START EXCERPTED RECORDS

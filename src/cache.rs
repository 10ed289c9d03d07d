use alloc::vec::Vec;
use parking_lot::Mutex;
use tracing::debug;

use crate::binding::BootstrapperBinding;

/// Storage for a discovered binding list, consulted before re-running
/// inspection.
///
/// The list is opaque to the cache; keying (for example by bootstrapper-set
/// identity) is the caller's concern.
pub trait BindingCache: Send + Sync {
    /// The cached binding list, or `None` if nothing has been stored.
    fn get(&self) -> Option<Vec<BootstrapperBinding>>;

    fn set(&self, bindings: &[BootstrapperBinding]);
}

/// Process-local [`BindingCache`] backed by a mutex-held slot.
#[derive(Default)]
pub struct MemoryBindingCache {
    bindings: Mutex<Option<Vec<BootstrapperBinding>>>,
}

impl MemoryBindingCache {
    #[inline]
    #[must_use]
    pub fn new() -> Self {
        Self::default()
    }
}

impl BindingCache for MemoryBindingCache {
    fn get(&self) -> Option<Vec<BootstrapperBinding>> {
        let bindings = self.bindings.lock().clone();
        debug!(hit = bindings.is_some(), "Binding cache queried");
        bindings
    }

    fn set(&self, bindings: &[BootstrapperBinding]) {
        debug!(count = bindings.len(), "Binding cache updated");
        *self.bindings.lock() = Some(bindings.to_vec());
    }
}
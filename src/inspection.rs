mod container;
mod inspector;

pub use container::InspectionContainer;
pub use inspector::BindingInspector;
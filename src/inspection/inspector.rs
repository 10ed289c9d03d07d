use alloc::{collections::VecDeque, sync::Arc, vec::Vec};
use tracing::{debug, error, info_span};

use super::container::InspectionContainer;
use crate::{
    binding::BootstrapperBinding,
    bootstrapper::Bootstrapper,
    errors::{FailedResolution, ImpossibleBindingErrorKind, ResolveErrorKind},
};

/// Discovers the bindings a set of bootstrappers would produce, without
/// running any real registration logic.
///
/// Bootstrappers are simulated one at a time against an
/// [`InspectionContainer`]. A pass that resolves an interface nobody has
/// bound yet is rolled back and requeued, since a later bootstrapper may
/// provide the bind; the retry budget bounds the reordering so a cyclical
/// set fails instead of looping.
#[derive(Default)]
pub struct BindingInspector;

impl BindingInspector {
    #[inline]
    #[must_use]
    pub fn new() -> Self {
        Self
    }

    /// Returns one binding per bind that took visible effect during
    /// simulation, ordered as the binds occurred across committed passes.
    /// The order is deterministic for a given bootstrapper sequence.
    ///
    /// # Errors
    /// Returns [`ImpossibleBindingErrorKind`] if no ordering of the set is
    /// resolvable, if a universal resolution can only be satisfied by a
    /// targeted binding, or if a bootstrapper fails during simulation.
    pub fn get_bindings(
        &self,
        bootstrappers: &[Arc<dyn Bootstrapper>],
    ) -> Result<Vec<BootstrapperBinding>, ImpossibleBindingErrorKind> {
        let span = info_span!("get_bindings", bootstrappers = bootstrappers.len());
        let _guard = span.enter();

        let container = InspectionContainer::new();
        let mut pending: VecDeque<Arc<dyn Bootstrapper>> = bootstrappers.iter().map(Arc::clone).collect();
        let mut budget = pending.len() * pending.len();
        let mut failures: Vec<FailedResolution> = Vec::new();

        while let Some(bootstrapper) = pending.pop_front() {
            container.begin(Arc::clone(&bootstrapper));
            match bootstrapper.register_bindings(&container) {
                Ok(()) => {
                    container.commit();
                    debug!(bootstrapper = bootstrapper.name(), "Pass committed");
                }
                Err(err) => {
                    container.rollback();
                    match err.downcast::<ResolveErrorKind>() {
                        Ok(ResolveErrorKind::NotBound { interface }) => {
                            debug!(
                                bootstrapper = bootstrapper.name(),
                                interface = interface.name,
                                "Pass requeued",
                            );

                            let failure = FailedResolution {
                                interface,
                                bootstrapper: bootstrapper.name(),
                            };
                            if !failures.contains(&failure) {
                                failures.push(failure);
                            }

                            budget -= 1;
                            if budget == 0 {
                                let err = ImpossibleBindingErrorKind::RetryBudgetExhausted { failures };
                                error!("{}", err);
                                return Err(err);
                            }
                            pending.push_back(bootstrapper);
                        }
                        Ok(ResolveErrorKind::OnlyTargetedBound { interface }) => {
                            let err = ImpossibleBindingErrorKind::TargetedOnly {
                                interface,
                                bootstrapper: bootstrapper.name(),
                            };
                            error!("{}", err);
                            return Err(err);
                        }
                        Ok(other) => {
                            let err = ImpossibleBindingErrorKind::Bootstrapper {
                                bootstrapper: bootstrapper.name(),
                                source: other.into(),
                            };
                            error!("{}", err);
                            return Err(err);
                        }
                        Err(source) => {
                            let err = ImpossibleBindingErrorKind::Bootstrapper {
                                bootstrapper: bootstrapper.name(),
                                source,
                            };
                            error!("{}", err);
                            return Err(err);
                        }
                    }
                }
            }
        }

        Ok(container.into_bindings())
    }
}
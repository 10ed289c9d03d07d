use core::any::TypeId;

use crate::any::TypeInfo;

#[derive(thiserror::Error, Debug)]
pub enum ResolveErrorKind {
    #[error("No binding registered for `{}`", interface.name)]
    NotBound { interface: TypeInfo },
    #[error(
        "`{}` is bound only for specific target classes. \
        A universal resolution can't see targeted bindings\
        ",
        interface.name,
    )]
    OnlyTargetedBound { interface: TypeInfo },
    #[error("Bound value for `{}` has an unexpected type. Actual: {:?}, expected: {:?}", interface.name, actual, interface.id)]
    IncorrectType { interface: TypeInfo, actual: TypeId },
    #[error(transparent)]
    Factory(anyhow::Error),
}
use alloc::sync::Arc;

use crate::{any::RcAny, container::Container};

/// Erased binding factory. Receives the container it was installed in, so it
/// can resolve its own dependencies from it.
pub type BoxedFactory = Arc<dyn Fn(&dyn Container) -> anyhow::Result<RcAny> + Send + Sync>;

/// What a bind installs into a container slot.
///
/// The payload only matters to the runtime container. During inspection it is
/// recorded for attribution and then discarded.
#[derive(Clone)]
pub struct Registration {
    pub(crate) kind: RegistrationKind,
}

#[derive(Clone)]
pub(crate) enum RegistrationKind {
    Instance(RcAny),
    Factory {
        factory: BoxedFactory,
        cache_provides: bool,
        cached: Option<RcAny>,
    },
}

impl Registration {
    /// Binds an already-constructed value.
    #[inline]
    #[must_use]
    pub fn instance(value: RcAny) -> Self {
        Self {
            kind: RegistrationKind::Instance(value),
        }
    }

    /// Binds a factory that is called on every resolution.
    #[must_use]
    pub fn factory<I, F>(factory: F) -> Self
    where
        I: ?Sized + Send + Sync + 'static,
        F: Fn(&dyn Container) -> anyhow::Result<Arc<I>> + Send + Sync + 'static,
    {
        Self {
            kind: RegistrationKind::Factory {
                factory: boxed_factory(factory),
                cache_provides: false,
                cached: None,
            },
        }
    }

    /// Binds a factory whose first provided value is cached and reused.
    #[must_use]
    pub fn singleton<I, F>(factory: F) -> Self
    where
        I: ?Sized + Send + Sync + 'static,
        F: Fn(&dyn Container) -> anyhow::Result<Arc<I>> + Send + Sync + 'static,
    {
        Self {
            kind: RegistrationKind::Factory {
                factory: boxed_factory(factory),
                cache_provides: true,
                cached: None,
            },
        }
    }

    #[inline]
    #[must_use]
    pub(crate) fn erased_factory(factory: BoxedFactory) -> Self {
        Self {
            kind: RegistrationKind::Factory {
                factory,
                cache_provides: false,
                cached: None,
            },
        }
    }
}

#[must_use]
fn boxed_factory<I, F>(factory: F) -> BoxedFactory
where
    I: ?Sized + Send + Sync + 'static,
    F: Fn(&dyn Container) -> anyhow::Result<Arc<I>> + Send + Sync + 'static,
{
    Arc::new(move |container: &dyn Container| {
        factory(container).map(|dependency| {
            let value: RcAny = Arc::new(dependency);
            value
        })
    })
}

END EXCERPTED RECORDS
START EXCERPTED RECORDS

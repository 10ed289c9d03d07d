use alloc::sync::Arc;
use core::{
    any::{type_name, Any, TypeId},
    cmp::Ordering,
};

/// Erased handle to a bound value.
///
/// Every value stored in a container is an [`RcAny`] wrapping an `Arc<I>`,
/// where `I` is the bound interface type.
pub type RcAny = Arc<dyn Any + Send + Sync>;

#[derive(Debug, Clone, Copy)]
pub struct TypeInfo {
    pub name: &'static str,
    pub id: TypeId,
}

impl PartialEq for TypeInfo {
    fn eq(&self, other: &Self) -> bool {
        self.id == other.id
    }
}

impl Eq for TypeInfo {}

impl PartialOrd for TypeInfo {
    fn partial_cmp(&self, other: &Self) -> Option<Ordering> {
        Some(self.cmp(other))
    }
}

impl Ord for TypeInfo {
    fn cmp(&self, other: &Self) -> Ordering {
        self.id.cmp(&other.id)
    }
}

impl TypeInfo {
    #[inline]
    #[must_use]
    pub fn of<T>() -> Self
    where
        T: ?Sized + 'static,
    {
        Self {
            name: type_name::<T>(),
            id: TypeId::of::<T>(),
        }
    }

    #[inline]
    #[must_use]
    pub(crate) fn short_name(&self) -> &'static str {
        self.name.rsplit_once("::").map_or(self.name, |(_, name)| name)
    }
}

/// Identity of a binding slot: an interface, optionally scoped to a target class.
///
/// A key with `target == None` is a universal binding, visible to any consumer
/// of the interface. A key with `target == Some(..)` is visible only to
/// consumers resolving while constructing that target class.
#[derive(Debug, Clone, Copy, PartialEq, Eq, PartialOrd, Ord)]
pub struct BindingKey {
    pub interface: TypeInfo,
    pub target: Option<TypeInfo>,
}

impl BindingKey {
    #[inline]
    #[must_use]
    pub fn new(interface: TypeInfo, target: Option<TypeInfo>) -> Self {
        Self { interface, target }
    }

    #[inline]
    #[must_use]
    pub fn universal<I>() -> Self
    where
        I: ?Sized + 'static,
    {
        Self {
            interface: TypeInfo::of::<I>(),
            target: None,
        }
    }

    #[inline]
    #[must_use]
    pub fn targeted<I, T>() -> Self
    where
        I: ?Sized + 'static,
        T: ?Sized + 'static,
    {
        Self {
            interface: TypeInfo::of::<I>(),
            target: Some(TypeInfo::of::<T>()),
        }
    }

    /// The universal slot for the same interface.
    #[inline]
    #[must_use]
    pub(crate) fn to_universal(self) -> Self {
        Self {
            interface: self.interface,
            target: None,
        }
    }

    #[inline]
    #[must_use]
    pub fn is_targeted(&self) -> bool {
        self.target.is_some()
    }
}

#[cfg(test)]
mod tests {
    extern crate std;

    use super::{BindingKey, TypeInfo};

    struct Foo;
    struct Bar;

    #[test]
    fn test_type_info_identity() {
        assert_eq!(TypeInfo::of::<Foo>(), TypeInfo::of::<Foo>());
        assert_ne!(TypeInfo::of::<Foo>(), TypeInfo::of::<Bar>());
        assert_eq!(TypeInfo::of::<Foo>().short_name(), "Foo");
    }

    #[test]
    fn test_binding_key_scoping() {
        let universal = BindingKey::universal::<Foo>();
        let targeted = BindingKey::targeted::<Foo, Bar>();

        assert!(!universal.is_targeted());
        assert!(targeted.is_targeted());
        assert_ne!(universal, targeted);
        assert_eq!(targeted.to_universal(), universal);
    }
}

END EXCERPTED RECORDS

- WORK TO BE COMPLETED
Write down, word for word, the lines above from the one containing "#[error(transparent)]" through the one containing "an already-constructed value.", both ends included.

- COMPLETED EXERCISE
    #[error(transparent)]
    Factory(anyhow::Error),
}
use alloc::sync::Arc;

use crate::{any::RcAny, container::Container};

/// Erased binding factory. Receives the container it was installed in, so it
/// can resolve its own dependencies from it.
pub type BoxedFactory = Arc<dyn Fn(&dyn Container) -> anyhow::Result<RcAny> + Send + Sync>;

/// What a bind installs into a container slot.
///
/// The payload only matters to the runtime container. During inspection it is
/// recorded for attribution and then discarded.
#[derive(Clone)]
pub struct Registration {
    pub(crate) kind: RegistrationKind,
}

#[derive(Clone)]
pub(crate) enum RegistrationKind {
    Instance(RcAny),
    Factory {
        factory: BoxedFactory,
        cache_provides: bool,
        cached: Option<RcAny>,
    },
}

impl Registration {
    /// Binds an already-constructed value.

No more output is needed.